Segment Start: EXTRACTED MATERIAL

use anyhow::{Context, Result};
use ledger_api::Address;
use serde::Deserialize;
use std::fs;
use std::path::Path;
use std::time::Duration;

#[derive(Debug, Deserialize)]
pub struct Config {
    #[serde(default)]
    pub logging: LoggingConfig,
    pub ledger: LedgerConfig,
}

#[derive(Debug, Deserialize)]
pub struct LoggingConfig {
    #[serde(default = "default_log_level")]
    pub level: String,
}

impl Default for LoggingConfig {
    fn default() -> Self {
        LoggingConfig {
            level: default_log_level(),
        }
    }
}

fn default_log_level() -> String {
    "info".to_string()
}

#[derive(Debug, Deserialize)]
pub struct LedgerConfig {
    /// JSON-RPC endpoint of the node or wallet bridge that signs for the user.
    pub rpc_url: String,
    pub contract_address: String,
    /// Base of the explorer's transaction pages, e.g. `https://sepolia.etherscan.io/tx`.
    pub explorer_url: Option<String>,
    #[serde(default = "default_poll_interval_ms")]
    pub poll_interval_ms: u64,
}

fn default_poll_interval_ms() -> u64 {
    2000
}

impl LedgerConfig {
    pub fn contract_address(&self) -> Result<Address> {
        self.contract_address
            .parse()
            .with_context(|| format!("invalid contract address '{}'", self.contract_address))
    }

    pub fn poll_interval(&self) -> Duration {
        Duration::from_millis(self.poll_interval_ms)
    }
}

pub fn read_config<P: AsRef<Path>>(path: P) -> Result<Config> {
    let s = fs::read_to_string(&path)
        .with_context(|| format!("failed to read config file '{}'", path.as_ref().display()))?;
    let cfg: Config = toml::from_str(&s).context("failed to parse TOML config")?;
    Ok(cfg)
}

pub fn read_config_from_toml() -> Result<Config> {
    // 1. ./config/config.toml
    // 2. CARGO_MANIFEST_DIR/config/config.toml (for cargo run)
    let cwd_config = std::path::PathBuf::from("config").join("config.toml");
    if cwd_config.exists() {
        return read_config(&cwd_config);
    }

    if let Ok(crate_root) = std::env::var("CARGO_MANIFEST_DIR") {
        let cargo_config = std::path::PathBuf::from(&crate_root)
            .join("config")
            .join("config.toml");
        if cargo_config.exists() {
            return read_config(&cargo_config);
        }
    }

    anyhow::bail!(
        "Could not find config.toml in ./config/config.toml or CARGO_MANIFEST_DIR/config/config.toml. Use --config-file to specify a path."
    )
}

#[cfg(test)]
mod tests {
    use super::*;

    #[test]
    fn test_parse_config_with_defaults() -> Result<()> {
        let cfg: Config = toml::from_str(
            r#"
            [ledger]
            rpc_url = "http://localhost:8545"
            contract_address = "0x62c59d4De614368Bf3793D1fD3b2180Fb96C2De3"
            "#,
        )?;
        assert_eq!(cfg.logging.level, "info");
        assert_eq!(cfg.ledger.poll_interval(), Duration::from_secs(2));
        assert!(cfg.ledger.explorer_url.is_none());
        assert_eq!(cfg.ledger.contract_address()?.short(), "0x62c5...2de3");
        Ok(())
    }

    #[test]
    fn test_bundled_config_parses() -> Result<()> {
        let path = Path::new(env!("CARGO_MANIFEST_DIR")).join("config").join("config.toml");
        let cfg = read_config(path)?;
        assert!(!cfg.ledger.rpc_url.is_empty());
        assert!(cfg.ledger.contract_address().is_ok());
        Ok(())
    }
}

Segment End: EXTRACTED MATERIAL

The material above must be returned word for word, complete.

use anyhow::{Context, Result};
use ledger_api::Address;
use serde::Deserialize;
use std::fs;
use std::path::Path;
use std::time::Duration;

#[derive(Debug, Deserialize)]
pub struct Config {
    #[serde(default)]
    pub logging: LoggingConfig,
    pub ledger: LedgerConfig,
}

#[derive(Debug, Deserialize)]
pub struct LoggingConfig {
    #[serde(default = "default_log_level")]
    pub level: String,
}

impl Default for LoggingConfig {
    fn default() -> Self {
        LoggingConfig {
            level: default_log_level(),
        }
    }
}

fn default_log_level() -> String {
    "info".to_string()
}

#[derive(Debug, Deserialize)]
pub struct LedgerConfig {
    /// JSON-RPC endpoint of the node or wallet bridge that signs for the user.
    pub rpc_url: String,
    pub contract_address: String,
    /// Base of the explorer's transaction pages, e.g. `https://sepolia.etherscan.io/tx`.
    pub explorer_url: Option<String>,
    #[serde(default = "default_poll_interval_ms")]
    pub poll_interval_ms: u64,
}

fn default_poll_interval_ms() -> u64 {
    2000
}

impl LedgerConfig {
    pub fn contract_address(&self) -> Result<Address> {
        self.contract_address
            .parse()
            .with_context(|| format!("invalid contract address '{}'", self.contract_address))
    }

    pub fn poll_interval(&self) -> Duration {
        Duration::from_millis(self.poll_interval_ms)
    }
}

pub fn read_config<P: AsRef<Path>>(path: P) -> Result<Config> {
    let s = fs::read_to_string(&path)
        .with_context(|| format!("failed to read config file '{}'", path.as_ref().display()))?;
    let cfg: Config = toml::from_str(&s).context("failed to parse TOML config")?;
    Ok(cfg)
}

pub fn read_config_from_toml() -> Result<Config> {
    // 1. ./config/config.toml
    // 2. CARGO_MANIFEST_DIR/config/config.toml (for cargo run)
    let cwd_config = std::path::PathBuf::from("config").join("config.toml");
    if cwd_config.exists() {
        return read_config(&cwd_config);
    }

    if let Ok(crate_root) = std::env::var("CARGO_MANIFEST_DIR") {
        let cargo_config = std::path::PathBuf::from(&crate_root)
            .join("config")
            .join("config.toml");
        if cargo_config.exists() {
            return read_config(&cargo_config);
        }
    }

    anyhow::bail!(
        "Could not find config.toml in ./config/config.toml or CARGO_MANIFEST_DIR/config/config.toml. Use --config-file to specify a path."
    )
}

#[cfg(test)]
mod tests {
    use super::*;

    #[test]
    fn test_parse_config_with_defaults() -> Result<()> {
        let cfg: Config = toml::from_str(
            r#"
            [ledger]
            rpc_url = "http://localhost:8545"
            contract_address = "0x62c59d4De614368Bf3793D1fD3b2180Fb96C2De3"
            "#,
        )?;
        assert_eq!(cfg.logging.level, "info");
        assert_eq!(cfg.ledger.poll_interval(), Duration::from_secs(2));
        assert!(cfg.ledger.explorer_url.is_none());
        assert_eq!(cfg.ledger.contract_address()?.short(), "0x62c5...2de3");
        Ok(())
    }

    #[test]
    fn test_bundled_config_parses() -> Result<()> {
        let path = Path::new(env!("CARGO_MANIFEST_DIR")).join("config").join("config.toml");
        let cfg = read_config(path)?;
        assert!(!cfg.ledger.rpc_url.is_empty());
        assert!(cfg.ledger.contract_address().is_ok());
        Ok(())
    }
}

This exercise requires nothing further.